Basseto builds – with the meticulous knowledge acquired from her training in conservation and restoration – her support. Sometimes they are canvases made with fabrics of multiple origins; at other times, they are raw linen or smooth-textured wood, whose final painting shows traces of the raw plaster used in the preparation. In any case, the matter of which the painting is made shows itself in the final image. Without illusion, but with the arousal of desire. His objects are seductive.
The starting point is not the supposedly neutral white of ordinary cotton canvas. This method produces a pleasant complication in the incorporation of materials or prints. She needs to compose with what is already composed by someone else – in fact by an industry, fashion or product design. This creates your problem to be solved, in a kind of game in which the first move is always that of your “opponent”. Not for nothing, the checkered chessboard caught her attention. The painter’s strategy of attack turns on unusual color combinations and diverse material events.

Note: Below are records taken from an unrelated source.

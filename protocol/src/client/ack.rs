//! Wire types exchanged with the core node.
//!
//! The node answers a submission with a small JSON object whose fields are
//! all optional: a `status` string, an `error` payload when the status is
//! `ERROR`, optional `diagnostic_events`, or an `exception` when it could not
//! make sense of the request at all. [`SubmissionAcknowledgment`] folds that
//! loose shape into a tagged enum so the rest of the relay never has to ask
//! "which of these fields is authoritative?".

use serde::{Deserialize, Serialize};
use std::fmt;

// ---------------------------------------------------------------------------
// TxStatus
// ---------------------------------------------------------------------------

/// Admission decision reported by the node.
#[derive(Debug, Clone, PartialEq, Eq, Hash)]
pub enum TxStatus {
    /// Accepted into the node's transaction queue.
    Pending,
    /// Already in the queue or recently applied.
    Duplicate,
    /// The node is overloaded; the client should resubmit later.
    TryAgainLater,
    /// Rejected. The reply carries a `TransactionResult` explaining why.
    Error,
    /// A status string this relay does not understand.
    Unknown(String),
}

impl TxStatus {
    pub const PENDING: &'static str = "PENDING";
    pub const DUPLICATE: &'static str = "DUPLICATE";
    pub const TRY_AGAIN_LATER: &'static str = "TRY_AGAIN_LATER";
    pub const ERROR: &'static str = "ERROR";

    /// Parse the node's status vocabulary. Never fails; unrecognised strings
    /// become [`TxStatus::Unknown`].
    pub fn from_wire(s: &str) -> Self {
        match s {
            Self::PENDING => Self::Pending,
            Self::DUPLICATE => Self::Duplicate,
            Self::TRY_AGAIN_LATER => Self::TryAgainLater,
            Self::ERROR => Self::Error,
            other => Self::Unknown(other.to_string()),
        }
    }

    /// The wire string. Unknown statuses echo what the node sent.
    pub fn as_str(&self) -> &str {
        match self {
            Self::Pending => Self::PENDING,
            Self::Duplicate => Self::DUPLICATE,
            Self::TryAgainLater => Self::TRY_AGAIN_LATER,
            Self::Error => Self::ERROR,
            Self::Unknown(raw) => raw,
        }
    }

    /// Metric label. Unknown statuses collapse to `"unknown"` so a
    /// misbehaving node cannot blow up label cardinality.
    pub fn metric_label(&self) -> &'static str {
        match self {
            Self::Pending => Self::PENDING,
            Self::Duplicate => Self::DUPLICATE,
            Self::TryAgainLater => Self::TRY_AGAIN_LATER,
            Self::Error => Self::ERROR,
            Self::Unknown(_) => "unknown",
        }
    }
}

impl fmt::Display for TxStatus {
    fn fmt(&self, f: &mut fmt::Formatter<'_>) -> fmt::Result {
        f.write_str(self.as_str())
    }
}

// ---------------------------------------------------------------------------
// SubmissionAcknowledgment
// ---------------------------------------------------------------------------

/// A status reply and its optional payloads.
#[derive(Debug, Clone, PartialEq, Eq)]
pub struct StatusReply {
    pub status: TxStatus,
    /// Base64 `TransactionResult`. Only meaningful for [`TxStatus::Error`].
    pub error_result_xdr: Option<String>,
    /// Base64 diagnostic events. Only meaningful for [`TxStatus::Error`].
    pub diagnostic_events_xdr: Option<String>,
}

/// The node's immediate, non-final reply to a submission.
#[derive(Debug, Clone, PartialEq, Eq)]
pub enum SubmissionAcknowledgment {
    /// The node could not process the request and said so in free text.
    Exception(String),
    /// A regular admission decision.
    Status(StatusReply),
}

impl SubmissionAcknowledgment {
    /// A payload-free status reply.
    pub fn status(status: TxStatus) -> Self {
        Self::Status(StatusReply {
            status,
            error_result_xdr: None,
            diagnostic_events_xdr: None,
        })
    }

    /// An `ERROR` reply with its payloads.
    pub fn error(
        error_result_xdr: impl Into<String>,
        diagnostic_events_xdr: Option<String>,
    ) -> Self {
        Self::Status(StatusReply {
            status: TxStatus::Error,
            error_result_xdr: non_empty(Some(error_result_xdr.into())),
            diagnostic_events_xdr: non_empty(diagnostic_events_xdr),
        })
    }

    /// Outcome label used on submission metrics.
    pub fn metric_label(&self) -> &'static str {
        match self {
            Self::Exception(_) => "exception",
            Self::Status(reply) => reply.status.metric_label(),
        }
    }
}

fn non_empty(value: Option<String>) -> Option<String> {
    value.filter(|s| !s.is_empty())
}

// ---------------------------------------------------------------------------
// Raw wire shapes
// ---------------------------------------------------------------------------

/// JSON body of the node's `/tx` endpoint, field for field.
#[derive(Debug, Clone, Default, Serialize, Deserialize)]
pub struct TxResponse {
    #[serde(default, skip_serializing_if = "Option::is_none")]
    pub exception: Option<String>,
    #[serde(default, skip_serializing_if = "Option::is_none")]
    pub status: Option<String>,
    #[serde(default, skip_serializing_if = "Option::is_none")]
    pub error: Option<String>,
    #[serde(default, skip_serializing_if = "Option::is_none")]
    pub diagnostic_events: Option<String>,
}

impl From<TxResponse> for SubmissionAcknowledgment {
    /// A non-empty `exception` wins; otherwise the status (possibly missing,
    /// which parses as an empty unknown status) is authoritative.
    fn from(wire: TxResponse) -> Self {
        if let Some(exception) = non_empty(wire.exception) {
            return Self::Exception(exception);
        }
        Self::Status(StatusReply {
            status: TxStatus::from_wire(wire.status.as_deref().unwrap_or_default()),
            error_result_xdr: non_empty(wire.error),
            diagnostic_events_xdr: non_empty(wire.diagnostic_events),
        })
    }
}

/// JSON body of the node's `/info` endpoint. Only the fields the relay uses.
#[derive(Debug, Clone, Serialize, Deserialize)]
pub struct InfoResponse {
    pub info: CoreInfo,
}

/// Node self-description.
#[derive(Debug, Clone, Default, Serialize, Deserialize)]
pub struct CoreInfo {
    /// Human-readable state, e.g. `"Synced!"` or `"Catching up"`.
    pub state: String,
    #[serde(default)]
    pub build: String,
    #[serde(default)]
    pub protocol_version: u32,
    #[serde(default, skip_serializing_if = "Option::is_none")]
    pub ledger: Option<LedgerInfo>,
}

impl CoreInfo {
    pub fn is_synced(&self) -> bool {
        self.state == crate::config::CORE_SYNCED_STATE
    }
}

#[derive(Debug, Clone, Default, Serialize, Deserialize)]
pub struct LedgerInfo {
    pub num: u32,
}
//! Whether the core node is synced enough to accept submissions.
//!
//! The relay only reads this flag. Something else (the node binary's sync
//! poller, or a test) keeps it current; a slightly stale answer is fine.

use std::sync::atomic::{AtomicBool, Ordering};
use std::sync::Arc;

/// A snapshot of upstream readiness.
#[derive(Debug, Clone, Copy, PartialEq, Eq, Default)]
pub struct Readiness {
    pub synced: bool,
}

/// Source of [`Readiness`] snapshots.
pub trait ReadinessProvider: Send + Sync {
    fn readiness(&self) -> Readiness;
}

/// Shared, lock-free sync flag. Starts out not synced.
#[derive(Debug, Clone, Default)]
pub struct SyncState {
    synced: Arc<AtomicBool>,
}

impl SyncState {
    pub fn new() -> Self {
        Self::default()
    }

    /// A flag that starts out synced. Handy for tests and for deployments
    /// that front a node they already trust.
    pub fn synced() -> Self {
        let state = Self::new();
        state.set_synced(true);
        state
    }

    pub fn set_synced(&self, synced: bool) {
        self.synced.store(synced, Ordering::Release);
    }

    pub fn is_synced(&self) -> bool {
        self.synced.load(Ordering::Acquire)
    }
}

impl ReadinessProvider for SyncState {
    fn readiness(&self) -> Readiness {
        Readiness {
            synced: self.is_synced(),
        }
    }
}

I have zeroed out the Coins of Desire is a striking example. The artist acquires a striped shirt from Dior. From the thin fabric, she stretches the canvas, not without first sewing the openings. The preparation of the surface offers rigidity, gives an embalmed character to the piece, which will never again see use, only contemplation. However, the work does not seem stiff. Basseto adds new colors and patterns to the print, in a bright and dazzling palette. Thus we can perceive her mode of action. She introduces a highly sophisticated deviation into the composition she appropriates. Basseto corrupts – I use this word because she does not follow rules, but rather a contradictory singular force, a premeditated intuition, a calculated impulse.
Basseto creates enigmas of Ana Cristina César’s strain, with appropriation, citation, and creation. The onomastic index, or at least one of them, in which Basseto hides the thieves of those who steal love verses, is her master’s research. There, she explores her relationship with pop art, especially Jasper Johns, the output of women in the Pattern and Decoration movement, and the infusion of feminine, folk, and multicultural references into the severe grid of Minimalism.
Among the references, Joyce Kozloff’s production calls my attention. The boldness of the then young American artist, when she counterposed with her own words the prescriptive adjectives, which configured rigid rules, of Ad Reinhardt, for art.
The name given to the exhibition is a verse from Mutante, a song composed by Rita Lee and Roberto de Carvalho. It refers to the procedure the artist uses in the composition of her works and their titles, her prosaic poetics. But it also refers to a spirit reworked by Bárbara Basseto, also found in Kozloff’s adjectives, which sets up a way of thinking and shaking the absolute empire of reason, of imperialism, of monotony, of purity, of universality, of sterile formalism, as if to say: “Alas, I am like that. Romantic”.